Da super testimone della sparatoria di Tor di Quinto a potenziale indagato per concorso in rissa aggravata: il passo era molto breve e Raffaele Puzone ha rischiato di compierlo. «Ero 4-5 metri dietro Ciro Esposito», ha detto il tifoso del Napoli nel corso dell’incidente probatorio di ieri. «No, era accanto a lui — gli hanno fatto notare —, così almeno ha fatto mettere a verbale il 3 maggio. Qual è la verità?». A quel punto, la deposizione di Puzone si è inceppata. Come la Benelli 7.65 che ha sparato il 3 maggio e che nei prossimi 90 giorni verrà esaminata dai sei periti nominati ieri dal giudice.

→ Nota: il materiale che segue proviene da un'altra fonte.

//! Nested-loop equi-join.
//!
//! Preconditions are checked at construction: the two sides expose disjoint
//! attribute sets, and the left and right join-attribute lists have equal
//! length. Execution materializes both sides and emits merged tuples in
//! (outer, inner) row-major order.
//!
//! Key comparison is on the raw binding: absent matches absent, epsilon
//! matches epsilon, null matches null.

use std::collections::BTreeSet;

use hartig_core::tuple::MappingTuple;
use tracing::{debug, trace};

use super::JoinCondition;
use crate::explain::{push_child, ExplainNode};
use crate::plan::Plan;
use crate::traits::{OpError, Operator};

pub struct EquiJoinOperator {
    left: Box<Plan>,
    right: Box<Plan>,
    conditions: Vec<JoinCondition>,
}

impl EquiJoinOperator {
    pub fn new(
        left: impl Into<Plan>,
        right: impl Into<Plan>,
        left_attributes: Vec<String>,
        right_attributes: Vec<String>,
    ) -> Result<Self, OpError> {
        let left = left.into();
        let right = right.into();

        let shared: Vec<String> = left
            .attributes()
            .intersection(&right.attributes())
            .cloned()
            .collect();
        if !shared.is_empty() {
            return Err(OpError::IncompatibleSchema { shared });
        }
        if left_attributes.len() != right_attributes.len() {
            return Err(OpError::MalformedJoinCondition {
                left: left_attributes.len(),
                right: right_attributes.len(),
            });
        }

        let conditions = left_attributes
            .into_iter()
            .zip(right_attributes)
            .map(|(l, r)| JoinCondition::new(l, r))
            .collect();
        Ok(Self {
            left: Box::new(left),
            right: Box::new(right),
            conditions,
        })
    }

    /// Build from `(left, right)` attribute pairs.
    pub fn on<I, L, R>(left: impl Into<Plan>, right: impl Into<Plan>, pairs: I) -> Result<Self, OpError>
    where
        I: IntoIterator<Item = (L, R)>,
        L: Into<String>,
        R: Into<String>,
    {
        let (l, r): (Vec<String>, Vec<String>) = pairs
            .into_iter()
            .map(|(l, r)| (l.into(), r.into()))
            .unzip();
        Self::new(left, right, l, r)
    }

    fn matches(&self, l: &MappingTuple, r: &MappingTuple) -> bool {
        self.conditions
            .iter()
            .all(|c| l.get(&c.left) == r.get(&c.right))
    }
}

impl Operator for EquiJoinOperator {
    fn name(&self) -> &'static str {
        "equijoin"
    }

    fn attributes(&self) -> BTreeSet<String> {
        let mut attrs = self.left.attributes();
        attrs.extend(self.right.attributes());
        attrs
    }

    fn execute(&self) -> Result<Vec<MappingTuple>, OpError> {
        let left = self.left.execute()?;
        let right = self.right.execute()?;
        trace!(op = self.name(), left = left.len(), right = right.len(), "inputs");

        let mut out = Vec::new();
        for l in &left {
            for r in &right {
                if self.matches(l, r) {
                    out.push(l.merged(r));
                }
            }
        }
        debug!(
            op = self.name(),
            conditions = self.conditions.len(),
            tuples = out.len(),
            "done"
        );
        Ok(out)
    }

    fn explain_lines(&self) -> Vec<String> {
        let conds: Vec<String> = self.conditions.iter().map(ToString::to_string).collect();
        let mut lines = vec![
            "EquiJoin(".to_string(),
            format!("  conditions: [{}]", conds.join(", ")),
        ];
        push_child(&mut lines, "left", self.left.as_ref(), false);
        push_child(&mut lines, "right", self.right.as_ref(), true);
        lines.push(")".to_string());
        lines
    }

    fn explain_json(&self) -> ExplainNode {
        let conditions: Vec<serde_json::Value> = self
            .conditions
            .iter()
            .map(|c| serde_json::json!({ "left": c.left, "right": c.right }))
            .collect();
        ExplainNode::new("EquiJoin")
            .with_parameter("join_conditions", conditions)
            .with_sides(self.left.explain_json(), self.right.explain_json())
    }
}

Prima, però… I difensori di Daniele De Santis, a ragione, hanno cantato vittoria. perché le contraddizioni della ricostruzione di Puzone — che hanno spinto il giudice Ebner ad assegnargli un avvocato e a pronunciargli la fatidica formula: «Da questo momento può avvalersi della facoltà di non rispondere», di cui in effetti si è avvalso, chiudendo l’incidente probatorio — rischiano di minimizzare le accuse al presunto sparatore (e ai suoi complici), che invece Puzone ha confermato in toto prima dell’inceppamento. «L’uomo che attaccava il pullman — ha dichiarato — è lo stesso che successivamente, dopo aver indietreggiato con altre 3-4 persone, ha tirato fuori la pistola e fatto fuoco. Dai giornali ho scoperto chiamarsi Daniele De Santis». Dunque, i pm Eugenio Albamonte e Antonino Di Maio non sbagliavano a voler «cristallizzare » la testimonianza di Puzone e la contraddizione di ieri, per loro, non basta a iscriverlo nel registro degli indagati, come hanno comunicato al giudice Ebner.